Stored data:
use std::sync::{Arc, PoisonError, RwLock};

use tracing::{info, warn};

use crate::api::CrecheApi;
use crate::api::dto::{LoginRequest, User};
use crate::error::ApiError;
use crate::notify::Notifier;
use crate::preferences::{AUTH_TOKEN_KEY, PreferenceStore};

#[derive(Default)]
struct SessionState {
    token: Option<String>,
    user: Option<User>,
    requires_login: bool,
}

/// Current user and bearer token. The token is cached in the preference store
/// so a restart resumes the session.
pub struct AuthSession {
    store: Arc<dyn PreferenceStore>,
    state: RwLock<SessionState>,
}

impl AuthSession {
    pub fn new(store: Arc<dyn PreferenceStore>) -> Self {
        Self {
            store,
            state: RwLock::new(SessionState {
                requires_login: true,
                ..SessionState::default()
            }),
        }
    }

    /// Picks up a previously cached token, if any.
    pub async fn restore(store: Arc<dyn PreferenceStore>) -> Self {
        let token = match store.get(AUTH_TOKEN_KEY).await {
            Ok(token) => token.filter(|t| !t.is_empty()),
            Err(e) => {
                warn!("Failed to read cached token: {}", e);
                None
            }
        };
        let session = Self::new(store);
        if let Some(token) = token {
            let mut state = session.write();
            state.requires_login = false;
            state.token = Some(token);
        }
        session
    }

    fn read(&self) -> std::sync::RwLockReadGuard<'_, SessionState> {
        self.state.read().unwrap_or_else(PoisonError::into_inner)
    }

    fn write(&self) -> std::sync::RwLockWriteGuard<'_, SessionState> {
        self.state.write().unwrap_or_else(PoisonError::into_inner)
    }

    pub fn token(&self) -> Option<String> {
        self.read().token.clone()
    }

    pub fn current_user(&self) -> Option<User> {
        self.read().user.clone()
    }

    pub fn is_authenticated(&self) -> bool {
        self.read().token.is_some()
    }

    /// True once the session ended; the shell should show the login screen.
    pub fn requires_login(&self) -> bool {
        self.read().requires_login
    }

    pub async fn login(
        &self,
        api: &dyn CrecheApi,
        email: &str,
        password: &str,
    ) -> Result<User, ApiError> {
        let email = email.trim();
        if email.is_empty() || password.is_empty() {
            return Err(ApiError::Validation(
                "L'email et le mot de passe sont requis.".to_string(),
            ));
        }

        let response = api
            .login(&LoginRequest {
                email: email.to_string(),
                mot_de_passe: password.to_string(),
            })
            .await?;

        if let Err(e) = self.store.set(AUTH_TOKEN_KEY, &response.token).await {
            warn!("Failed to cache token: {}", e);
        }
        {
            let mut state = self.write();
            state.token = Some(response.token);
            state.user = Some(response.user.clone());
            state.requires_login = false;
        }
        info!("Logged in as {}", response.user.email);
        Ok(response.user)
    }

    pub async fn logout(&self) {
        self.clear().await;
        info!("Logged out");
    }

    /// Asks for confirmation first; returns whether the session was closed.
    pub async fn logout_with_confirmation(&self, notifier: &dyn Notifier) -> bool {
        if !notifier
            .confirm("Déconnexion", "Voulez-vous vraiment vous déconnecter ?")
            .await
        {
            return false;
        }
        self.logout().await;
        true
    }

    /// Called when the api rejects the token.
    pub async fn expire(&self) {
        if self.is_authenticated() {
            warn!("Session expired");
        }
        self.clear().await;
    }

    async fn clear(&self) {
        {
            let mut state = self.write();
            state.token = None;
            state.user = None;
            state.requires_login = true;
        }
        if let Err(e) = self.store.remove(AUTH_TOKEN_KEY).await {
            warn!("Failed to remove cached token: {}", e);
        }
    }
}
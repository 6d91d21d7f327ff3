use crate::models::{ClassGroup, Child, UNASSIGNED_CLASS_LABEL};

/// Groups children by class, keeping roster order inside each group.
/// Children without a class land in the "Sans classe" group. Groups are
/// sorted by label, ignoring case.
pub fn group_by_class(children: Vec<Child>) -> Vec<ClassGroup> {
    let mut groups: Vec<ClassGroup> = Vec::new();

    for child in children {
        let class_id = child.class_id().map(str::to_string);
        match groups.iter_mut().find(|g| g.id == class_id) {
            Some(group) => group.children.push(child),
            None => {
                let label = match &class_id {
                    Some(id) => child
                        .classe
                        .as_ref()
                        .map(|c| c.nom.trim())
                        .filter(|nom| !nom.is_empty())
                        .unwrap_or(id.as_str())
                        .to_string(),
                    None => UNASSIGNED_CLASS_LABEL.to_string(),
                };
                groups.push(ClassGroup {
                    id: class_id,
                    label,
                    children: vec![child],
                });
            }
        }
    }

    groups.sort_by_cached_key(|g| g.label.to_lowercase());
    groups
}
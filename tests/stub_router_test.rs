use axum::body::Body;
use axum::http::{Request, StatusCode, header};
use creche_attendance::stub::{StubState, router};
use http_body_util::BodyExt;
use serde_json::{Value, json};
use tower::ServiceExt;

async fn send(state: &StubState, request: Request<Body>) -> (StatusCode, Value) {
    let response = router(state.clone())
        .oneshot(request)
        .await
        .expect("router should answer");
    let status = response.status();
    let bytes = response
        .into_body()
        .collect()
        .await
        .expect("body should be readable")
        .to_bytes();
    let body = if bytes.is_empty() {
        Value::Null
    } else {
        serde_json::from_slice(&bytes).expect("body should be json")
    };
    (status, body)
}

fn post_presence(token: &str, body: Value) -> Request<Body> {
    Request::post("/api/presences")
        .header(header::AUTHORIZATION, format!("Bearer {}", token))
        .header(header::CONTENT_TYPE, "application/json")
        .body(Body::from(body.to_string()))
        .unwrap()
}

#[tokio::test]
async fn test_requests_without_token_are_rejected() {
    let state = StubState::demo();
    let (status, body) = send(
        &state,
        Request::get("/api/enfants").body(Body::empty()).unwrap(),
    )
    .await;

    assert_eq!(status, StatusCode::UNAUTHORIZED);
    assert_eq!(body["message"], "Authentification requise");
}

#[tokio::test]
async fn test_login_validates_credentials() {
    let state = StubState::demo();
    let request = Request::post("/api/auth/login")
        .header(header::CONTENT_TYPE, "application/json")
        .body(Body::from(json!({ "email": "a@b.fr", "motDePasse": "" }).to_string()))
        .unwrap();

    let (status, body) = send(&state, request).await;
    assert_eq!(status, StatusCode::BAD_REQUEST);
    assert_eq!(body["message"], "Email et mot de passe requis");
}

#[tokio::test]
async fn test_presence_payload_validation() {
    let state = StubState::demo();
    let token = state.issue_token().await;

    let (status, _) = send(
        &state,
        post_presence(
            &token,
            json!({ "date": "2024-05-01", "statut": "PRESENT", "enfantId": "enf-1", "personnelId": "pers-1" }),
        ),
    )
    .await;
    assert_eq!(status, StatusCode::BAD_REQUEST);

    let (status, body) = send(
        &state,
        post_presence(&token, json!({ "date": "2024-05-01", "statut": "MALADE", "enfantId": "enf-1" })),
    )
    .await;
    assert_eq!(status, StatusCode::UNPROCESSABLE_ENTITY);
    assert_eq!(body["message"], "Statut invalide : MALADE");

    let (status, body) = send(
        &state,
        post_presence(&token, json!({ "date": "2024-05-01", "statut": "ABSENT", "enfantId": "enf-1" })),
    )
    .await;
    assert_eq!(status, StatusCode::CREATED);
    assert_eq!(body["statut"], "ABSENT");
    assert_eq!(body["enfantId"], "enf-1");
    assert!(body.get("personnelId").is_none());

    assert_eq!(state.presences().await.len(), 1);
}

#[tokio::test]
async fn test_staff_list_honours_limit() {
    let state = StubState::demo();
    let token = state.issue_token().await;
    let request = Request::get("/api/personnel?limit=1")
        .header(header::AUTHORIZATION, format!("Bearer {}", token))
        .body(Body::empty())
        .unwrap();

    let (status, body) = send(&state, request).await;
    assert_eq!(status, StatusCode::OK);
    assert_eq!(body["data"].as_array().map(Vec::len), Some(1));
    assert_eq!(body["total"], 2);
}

◆ **WORK REQUEST**: All of the data above should be reproduced exactly.

◆ **TASK SOLUTION**:
use std::sync::{Arc, PoisonError, RwLock};

use tracing::{info, warn};

use crate::api::CrecheApi;
use crate::api::dto::{LoginRequest, User};
use crate::error::ApiError;
use crate::notify::Notifier;
use crate::preferences::{AUTH_TOKEN_KEY, PreferenceStore};

#[derive(Default)]
struct SessionState {
    token: Option<String>,
    user: Option<User>,
    requires_login: bool,
}

/// Current user and bearer token. The token is cached in the preference store
/// so a restart resumes the session.
pub struct AuthSession {
    store: Arc<dyn PreferenceStore>,
    state: RwLock<SessionState>,
}

impl AuthSession {
    pub fn new(store: Arc<dyn PreferenceStore>) -> Self {
        Self {
            store,
            state: RwLock::new(SessionState {
                requires_login: true,
                ..SessionState::default()
            }),
        }
    }

    /// Picks up a previously cached token, if any.
    pub async fn restore(store: Arc<dyn PreferenceStore>) -> Self {
        let token = match store.get(AUTH_TOKEN_KEY).await {
            Ok(token) => token.filter(|t| !t.is_empty()),
            Err(e) => {
                warn!("Failed to read cached token: {}", e);
                None
            }
        };
        let session = Self::new(store);
        if let Some(token) = token {
            let mut state = session.write();
            state.requires_login = false;
            state.token = Some(token);
        }
        session
    }

    fn read(&self) -> std::sync::RwLockReadGuard<'_, SessionState> {
        self.state.read().unwrap_or_else(PoisonError::into_inner)
    }

    fn write(&self) -> std::sync::RwLockWriteGuard<'_, SessionState> {
        self.state.write().unwrap_or_else(PoisonError::into_inner)
    }

    pub fn token(&self) -> Option<String> {
        self.read().token.clone()
    }

    pub fn current_user(&self) -> Option<User> {
        self.read().user.clone()
    }

    pub fn is_authenticated(&self) -> bool {
        self.read().token.is_some()
    }

    /// True once the session ended; the shell should show the login screen.
    pub fn requires_login(&self) -> bool {
        self.read().requires_login
    }

    pub async fn login(
        &self,
        api: &dyn CrecheApi,
        email: &str,
        password: &str,
    ) -> Result<User, ApiError> {
        let email = email.trim();
        if email.is_empty() || password.is_empty() {
            return Err(ApiError::Validation(
                "L'email et le mot de passe sont requis.".to_string(),
            ));
        }

        let response = api
            .login(&LoginRequest {
                email: email.to_string(),
                mot_de_passe: password.to_string(),
            })
            .await?;

        if let Err(e) = self.store.set(AUTH_TOKEN_KEY, &response.token).await {
            warn!("Failed to cache token: {}", e);
        }
        {
            let mut state = self.write();
            state.token = Some(response.token);
            state.user = Some(response.user.clone());
            state.requires_login = false;
        }
        info!("Logged in as {}", response.user.email);
        Ok(response.user)
    }

    pub async fn logout(&self) {
        self.clear().await;
        info!("Logged out");
    }

    /// Asks for confirmation first; returns whether the session was closed.
    pub async fn logout_with_confirmation(&self, notifier: &dyn Notifier) -> bool {
        if !notifier
            .confirm("Déconnexion", "Voulez-vous vraiment vous déconnecter ?")
            .await
        {
            return false;
        }
        self.logout().await;
        true
    }

    /// Called when the api rejects the token.
    pub async fn expire(&self) {
        if self.is_authenticated() {
            warn!("Session expired");
        }
        self.clear().await;
    }

    async fn clear(&self) {
        {
            let mut state = self.write();
            state.token = None;
            state.user = None;
            state.requires_login = true;
        }
        if let Err(e) = self.store.remove(AUTH_TOKEN_KEY).await {
            warn!("Failed to remove cached token: {}", e);
        }
    }
}
repository 6d91d21d7f327ff3
use crate::models::{ClassGroup, Child, UNASSIGNED_CLASS_LABEL};

/// Groups children by class, keeping roster order inside each group.
/// Children without a class land in the "Sans classe" group. Groups are
/// sorted by label, ignoring case.
pub fn group_by_class(children: Vec<Child>) -> Vec<ClassGroup> {
    let mut groups: Vec<ClassGroup> = Vec::new();

    for child in children {
        let class_id = child.class_id().map(str::to_string);
        match groups.iter_mut().find(|g| g.id == class_id) {
            Some(group) => group.children.push(child),
            None => {
                let label = match &class_id {
                    Some(id) => child
                        .classe
                        .as_ref()
                        .map(|c| c.nom.trim())
                        .filter(|nom| !nom.is_empty())
                        .unwrap_or(id.as_str())
                        .to_string(),
                    None => UNASSIGNED_CLASS_LABEL.to_string(),
                };
                groups.push(ClassGroup {
                    id: class_id,
                    label,
                    children: vec![child],
                });
            }
        }
    }

    groups.sort_by_cached_key(|g| g.label.to_lowercase());
    groups
}
filename tests/stub_router_test.rs
use axum::body::Body;
use axum::http::{Request, StatusCode, header};
use creche_attendance::stub::{StubState, router};
use http_body_util::BodyExt;
use serde_json::{Value, json};
use tower::ServiceExt;

async fn send(state: &StubState, request: Request<Body>) -> (StatusCode, Value) {
    let response = router(state.clone())
        .oneshot(request)
        .await
        .expect("router should answer");
    let status = response.status();
    let bytes = response
        .into_body()
        .collect()
        .await
        .expect("body should be readable")
        .to_bytes();
    let body = if bytes.is_empty() {
        Value::Null
    } else {
        serde_json::from_slice(&bytes).expect("body should be json")
    };
    (status, body)
}

fn post_presence(token: &str, body: Value) -> Request<Body> {
    Request::post("/api/presences")
        .header(header::AUTHORIZATION, format!("Bearer {}", token))
        .header(header::CONTENT_TYPE, "application/json")
        .body(Body::from(body.to_string()))
        .unwrap()
}

#[tokio::test]
async fn test_requests_without_token_are_rejected() {
    let state = StubState::demo();
    let (status, body) = send(
        &state,
        Request::get("/api/enfants").body(Body::empty()).unwrap(),
    )
    .await;

    assert_eq!(status, StatusCode::UNAUTHORIZED);
    assert_eq!(body["message"], "Authentification requise");
}

#[tokio::test]
async fn test_login_validates_credentials() {
    let state = StubState::demo();
    let request = Request::post("/api/auth/login")
        .header(header::CONTENT_TYPE, "application/json")
        .body(Body::from(json!({ "email": "a@b.fr", "motDePasse": "" }).to_string()))
        .unwrap();

    let (status, body) = send(&state, request).await;
    assert_eq!(status, StatusCode::BAD_REQUEST);
    assert_eq!(body["message"], "Email et mot de passe requis");
}

#[tokio::test]
async fn test_presence_payload_validation() {
    let state = StubState::demo();
    let token = state.issue_token().await;

    let (status, _) = send(
        &state,
        post_presence(
            &token,
            json!({ "date": "2024-05-01", "statut": "PRESENT", "enfantId": "enf-1", "personnelId": "pers-1" }),
        ),
    )
    .await;
    assert_eq!(status, StatusCode::BAD_REQUEST);

    let (status, body) = send(
        &state,
        post_presence(&token, json!({ "date": "2024-05-01", "statut": "MALADE", "enfantId": "enf-1" })),
    )
    .await;
    assert_eq!(status, StatusCode::UNPROCESSABLE_ENTITY);
    assert_eq!(body["message"], "Statut invalide : MALADE");

    let (status, body) = send(
        &state,
        post_presence(&token, json!({ "date": "2024-05-01", "statut": "ABSENT", "enfantId": "enf-1" })),
    )
    .await;
    assert_eq!(status, StatusCode::CREATED);
    assert_eq!(body["statut"], "ABSENT");
    assert_eq!(body["enfantId"], "enf-1");
    assert!(body.get("personnelId").is_none());

    assert_eq!(state.presences().await.len(), 1);
}

#[tokio::test]
async fn test_staff_list_honours_limit() {
    let state = StubState::demo();
    let token = state.issue_token().await;
    let request = Request::get("/api/personnel?limit=1")
        .header(header::AUTHORIZATION, format!("Bearer {}", token))
        .body(Body::empty())
        .unwrap();

    let (status, body) = send(&state, request).await;
    assert_eq!(status, StatusCode::OK);
    assert_eq!(body["data"].as_array().map(Vec::len), Some(1));
    assert_eq!(body["total"], 2);
}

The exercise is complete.